3.   EFFECT OF SEVERANCE ON EMPLOYEE BENEFITS

     a.  Savings & Deferral Investment Plan (SDIP)
         On your Separation Date all Company contributions will be
         vested.  You should contact the SDIP Department in Toledo
         to discuss your payment options in late 1994.

     b.  Pension
         As an employee with vested rights in the Owens-Corning
         Retirement Plan, you will be entitled to a deferred benefit
         after your Separation Date, payable on or after age 55. 
         Your pension earnings for this purpose will not be
         increased by compensation paid pursuant to this agreement
         other than under paragraph 1(a).  We have estimated your
         lump sum pension amount as of your age 55 to be $1,124,643,
         based on 120% of the December 31, 1993 "PBGC" rate of
         4.25%.  We will guaranty at least that PBGC rate until your
         attainment of age 55.  
PAGE

         Only part of this benefit will be paid from the Retirement
         Plan.  The amount above government imposed limits will
         either be paid by the Company or has already been paid to
         you through the Pension Preservation Trust.  Of the
         $1,124,643 total amount, our current estimate is that about
         $550,000 would be payable outside of the Retirement Plan,
         less the pre-tax equivalent of all amounts which have
         previously been funded for you through the Pension
         Preservation Trust.  


4.   OTHER CONSIDERATIONS

     The Company will also provide you the following benefits:

     a.  If you should die between now and your attainment of age
         55, the normal survivor's benefit then in effect would be
         payable from the Retirement Plan.  The difference between
         $1,124,643 (less the pre-tax equivalent of PPT payment and
         the value of the survivor benefit) would be paid to your
         survivor in a lump sum.  

     b.  You have 17,000 stock options which were granted in August,
         1990; 17,000 stock options granted in June, 1991; 20,000
         stock options granted in June, 1992; and 20,000 stock
         options granted in June, 1993.  Prior to your Separation
         Date, the options will continue to vest under their normal
         three year vesting schedule.  All of your stock awards
         (subject to compliance with this agreement) will become
         fully vested on your Separation Date.  Any options not
         exercised before your Separation Date will be exercisable
         for three years thereafter.

         In addition, you were granted 3,600 restricted shares in
         August, 1990; 3,300 restricted shares in June, 1991; 3,000
         restricted shares in June, 1992; and 2,400 restricted
         shares in June, 1993.  The share award from 1990 will vest
         in August of 1994.  Any restrictions on the remaining
         shares will lapse on your Separation Date.
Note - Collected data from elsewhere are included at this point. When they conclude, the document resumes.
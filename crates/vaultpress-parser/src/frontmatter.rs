//! Obsidian frontmatter stripping and metadata rendering.
//!
//! Pages exported from a vault may start with their own `---` block. It is
//! removed before the page is rewritten; the keys in [`MetadataKey`] are turned
//! into HTML snippets placed after the generated frontmatter.

use serde_yaml::{Mapping, Value};
use std::fmt;
use vaultpress_core::html_escape;

const FENCE: &str = "---";

/// A page split into its leading metadata and its body.
#[derive(Debug, Clone, Default, PartialEq)]
pub struct SplitPage<'a> {
    /// Parsed metadata; empty when absent or unparseable
    pub metadata: Mapping,
    /// Lines after the closing fence, or all lines if there was no block
    pub body: &'a [String],
    /// Number of lines removed
    pub stripped: usize,
}

/// Remove a leading `---` ... `---` block.
///
/// The block is only recognised when the first line starts with `---` and a
/// later line also does; otherwise the page is returned untouched.
pub fn split_frontmatter(lines: &[String]) -> SplitPage<'_> {
    let untouched = SplitPage {
        metadata: Mapping::new(),
        body: lines,
        stripped: 0,
    };

    match lines.first() {
        Some(first) if first.starts_with(FENCE) => {}
        _ => return untouched,
    }

    let Some(close) = lines
        .iter()
        .skip(1)
        .position(|line| line.starts_with(FENCE))
        .map(|offset| offset + 1)
    else {
        return untouched;
    };

    let yaml = lines[1..close].join("\n");
    let metadata = if yaml.trim().is_empty() {
        Mapping::new()
    } else {
        match serde_yaml::from_str::<Value>(&yaml) {
            Ok(Value::Mapping(map)) => map,
            Ok(_) => Mapping::new(),
            Err(e) => {
                log::warn!("Ignoring unparseable frontmatter: {}", e);
                Mapping::new()
            }
        }
    };

    SplitPage {
        metadata,
        body: &lines[close + 1..],
        stripped: close + 1,
    }
}

/// Metadata keys that produce HTML in the rendered page.
#[derive(Debug, Clone, Copy, PartialEq, Eq)]
pub enum MetadataKey {
    /// `modified: <date>` becomes an `article:modified_time` meta tag
    Modified,
    /// `button: <text>` becomes a styled button
    Button,
}

impl MetadataKey {
    pub const ALL: [MetadataKey; 2] = [MetadataKey::Modified, MetadataKey::Button];

    /// Look up a key by its frontmatter name.
    pub fn from_key(key: &str) -> Option<Self> {
        Self::ALL.into_iter().find(|k| k.as_str() == key)
    }

    pub fn as_str(&self) -> &'static str {
        match self {
            Self::Modified => "modified",
            Self::Button => "button",
        }
    }

    /// HTML for this key with the given value.
    pub fn render(&self, value: &str) -> String {
        let value = html_escape(value);
        match self {
            Self::Modified => format!(
                r#"<meta property="article:modified_time" content="{}"/>"#,
                value
            ),
            Self::Button => format!(r#"<button class="button">{}</button>"#, value),
        }
    }
}

impl fmt::Display for MetadataKey {
    fn fmt(&self, f: &mut fmt::Formatter<'_>) -> fmt::Result {
        f.write_str(self.as_str())
    }
}

/// Render every recognised key in `metadata`, in document order.
pub fn render_metadata(metadata: &Mapping) -> Vec<String> {
    metadata
        .iter()
        .filter_map(|(key, value)| {
            let key = MetadataKey::from_key(key.as_str()?)?;
            Some(key.render(&scalar_text(value)))
        })
        .collect()
}

fn scalar_text(value: &Value) -> String {
    match value {
        Value::String(s) => s.clone(),
        Value::Bool(b) => b.to_string(),
        Value::Number(n) => n.to_string(),
        Value::Null => String::new(),
        other => serde_yaml::to_string(other)
            .map(|s| s.trim_end().to_string())
            .unwrap_or_default(),
    }
}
         Please call Kathy Iott, extension 6643, for instructions on
         exercising your options or any questions relative to the
         other stock awards.  Before the delivery of any restricted
         share certificates or the exercise of the option shares,
         appropriate arrangements for the payment of applicable
         federal, state and local or other taxes must be arranged
         and Kathy can provide you with that information.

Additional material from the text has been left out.